■ **What to work on**
If a line in the entries below holds the string "ModelDescriptor", copy it.

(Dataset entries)
------

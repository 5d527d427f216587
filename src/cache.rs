//! Model home management
//!
//! Downloaded models live as flat files in the model home directory
//! (`$U2NET_HOME` or `~/.u2net`), one `<name>.onnx` per model, each with a
//! `<name>.onnx.json` manifest recording its origin and SHA-256 digest.

use crate::config::{SessionConfig, MODEL_HOME_ENV};
use crate::error::{RembgError, Result};
use crate::models::ModelDescriptor;
use chrono::{DateTime, Utc};
use serde::{Deserialize, Serialize};
use sha2::{Digest, Sha256};
use std::fs;
use std::io::BufReader;
use std::path::{Path, PathBuf};

/// Directory name used under the user's home when no override is set
const DEFAULT_HOME_DIR: &str = ".u2net";

/// Side-car metadata written next to a downloaded model
#[derive(Debug, Clone, PartialEq, Eq, Serialize, Deserialize)]
pub struct CachedModelManifest {
    /// Session name of the model
    pub model: String,
    /// URL the file was downloaded from
    pub url: String,
    /// Lowercase hex SHA-256 of the model file
    pub sha256: String,
    pub size_bytes: u64,
    pub downloaded_at: DateTime<Utc>,
}

/// Model home manager
#[derive(Debug, Clone)]
pub struct ModelCache {
    home: PathBuf,
}

impl ModelCache {
    /// Open the model home described by `config`, creating it if missing
    ///
    /// # Errors
    /// - No home directory could be determined and no override was given
    /// - Failed to create the directory
    pub fn new(config: &SessionConfig) -> Result<Self> {
        let home = match &config.model_home {
            Some(home) => home.clone(),
            None => Self::default_home()?,
        };
        Self::with_custom_cache_dir(&home)
    }

    /// Open a model home at an explicit path, creating it if missing
    ///
    /// # Errors
    /// - Failed to create the directory
    pub fn with_custom_cache_dir(home: &Path) -> Result<Self> {
        if !home.exists() {
            fs::create_dir_all(home)
                .map_err(|e| RembgError::file_io_error("create model home", home, &e))?;
        }

        Ok(Self {
            home: home.to_path_buf(),
        })
    }

    fn default_home() -> Result<PathBuf> {
        dirs::home_dir()
            .map(|home| home.join(DEFAULT_HOME_DIR))
            .ok_or_else(|| {
                RembgError::invalid_config(format!(
                    "Failed to determine home directory. Set {MODEL_HOME_ENV} environment variable."
                ))
            })
    }

    /// Directory holding the model files
    #[must_use]
    pub fn home(&self) -> &Path {
        &self.home
    }

    /// Path of the model file (may not exist)
    #[must_use]
    pub fn model_path(&self, model: &ModelDescriptor) -> PathBuf {
        self.home.join(model.file_name())
    }

    /// Path of the manifest side-car (may not exist)
    #[must_use]
    pub fn manifest_path(&self, model: &ModelDescriptor) -> PathBuf {
        self.home.join(format!("{}.json", model.file_name()))
    }

    /// Whether a non-empty model file is present
    #[must_use]
    pub fn is_model_cached(&self, model: &ModelDescriptor) -> bool {
        fs::metadata(self.model_path(model)).is_ok_and(|meta| meta.is_file() && meta.len() > 0)
    }

    /// Read the manifest for a model, if one was written
    ///
    /// # Errors
    /// - Manifest exists but cannot be read or parsed
    pub fn read_manifest(&self, model: &ModelDescriptor) -> Result<Option<CachedModelManifest>> {
        let path = self.manifest_path(model);
        if !path.exists() {
            return Ok(None);
        }

        let content = fs::read_to_string(&path)
            .map_err(|e| RembgError::file_io_error("read model manifest", &path, &e))?;
        let manifest = serde_json::from_str(&content).map_err(|e| {
            RembgError::model(format!(
                "Corrupt model manifest '{}': {e}",
                path.display()
            ))
        })?;

        Ok(Some(manifest))
    }

    /// Write the manifest for a model
    ///
    /// # Errors
    /// - Serialization or file write failures
    pub fn write_manifest(&self, model: &ModelDescriptor, manifest: &CachedModelManifest) -> Result<()> {
        let path = self.manifest_path(model);
        let content = serde_json::to_string_pretty(manifest)
            .map_err(|e| RembgError::model(format!("Failed to serialize manifest: {e}")))?;

        fs::write(&path, content)
            .map_err(|e| RembgError::file_io_error("write model manifest", &path, &e))
    }

    /// Check a cached model file against its manifest
    ///
    /// Files without a manifest (placed by hand or by another tool) are
    /// accepted as-is.
    ///
    /// # Errors
    /// - I/O errors while hashing the file
    /// - Corrupt manifest
    pub fn verify_cached_model(&self, model: &ModelDescriptor) -> Result<bool> {
        let Some(manifest) = self.read_manifest(model)? else {
            tracing::debug!(model = model.name, "No manifest for cached model, skipping verification");
            return Ok(true);
        };

        let path = self.model_path(model);
        let size = fs::metadata(&path)
            .map_err(|e| RembgError::file_io_error("inspect cached model", &path, &e))?
            .len();
        if size != manifest.size_bytes {
            tracing::warn!(
                model = model.name,
                expected = manifest.size_bytes,
                actual = size,
                "Cached model size does not match manifest"
            );
            return Ok(false);
        }

        let actual = file_sha256(&path)?;
        if actual != manifest.sha256 {
            tracing::warn!(
                model = model.name,
                expected = %manifest.sha256,
                actual = %actual,
                "Cached model checksum does not match manifest"
            );
            return Ok(false);
        }

        Ok(true)
    }

    /// Remove a cached model and its manifest
    ///
    /// # Returns
    /// `true` if a model file was removed
    ///
    /// # Errors
    /// - Failed to delete an existing file
    pub fn remove_model(&self, model: &ModelDescriptor) -> Result<bool> {
        let manifest_path = self.manifest_path(model);
        if manifest_path.exists() {
            fs::remove_file(&manifest_path)
                .map_err(|e| RembgError::file_io_error("remove model manifest", &manifest_path, &e))?;
        }

        let model_path = self.model_path(model);
        if !model_path.exists() {
            return Ok(false);
        }

        tracing::info!(model = model.name, "Removing cached model");
        fs::remove_file(&model_path)
            .map_err(|e| RembgError::file_io_error("remove cached model", &model_path, &e))?;
        Ok(true)
    }
}

/// Lowercase hex SHA-256 of a file's contents
///
/// # Errors
/// - Failed to open or read the file
pub fn file_sha256(path: &Path) -> Result<String> {
    let file = fs::File::open(path)
        .map_err(|e| RembgError::file_io_error("open file for verification", path, &e))?;
    let mut reader = BufReader::new(file);
    let mut hasher = Sha256::new();
    std::io::copy(&mut reader, &mut hasher)
        .map_err(|e| RembgError::file_io_error("read file for verification", path, &e))?;
    Ok(format!("{:x}", hasher.finalize()))
}

/// Format file size in human-readable format
#[must_use]
pub fn format_size(bytes: u64) -> String {
    const UNITS: &[&str] = &["B", "KB", "MB", "GB", "TB"];
    let mut size = bytes as f64;
    let mut unit_index = 0;

    while size >= 1024.0 && unit_index < UNITS.len() - 1 {
        size /= 1024.0;
        unit_index += 1;
    }

    if unit_index == 0 {
        format!("{} {}", bytes, UNITS.get(unit_index).unwrap_or(&"B"))
    } else {
        format!("{:.1} {}", size, UNITS.get(unit_index).unwrap_or(&"B"))
    }
}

------

■ **Solution for this exercise**
use crate::models::ModelDescriptor;
    pub fn model_path(&self, model: &ModelDescriptor) -> PathBuf {
    pub fn manifest_path(&self, model: &ModelDescriptor) -> PathBuf {
    pub fn is_model_cached(&self, model: &ModelDescriptor) -> bool {
    pub fn read_manifest(&self, model: &ModelDescriptor) -> Result<Option<CachedModelManifest>> {
    pub fn write_manifest(&self, model: &ModelDescriptor, manifest: &CachedModelManifest) -> Result<()> {
    pub fn verify_cached_model(&self, model: &ModelDescriptor) -> Result<bool> {
    pub fn remove_model(&self, model: &ModelDescriptor) -> Result<bool> {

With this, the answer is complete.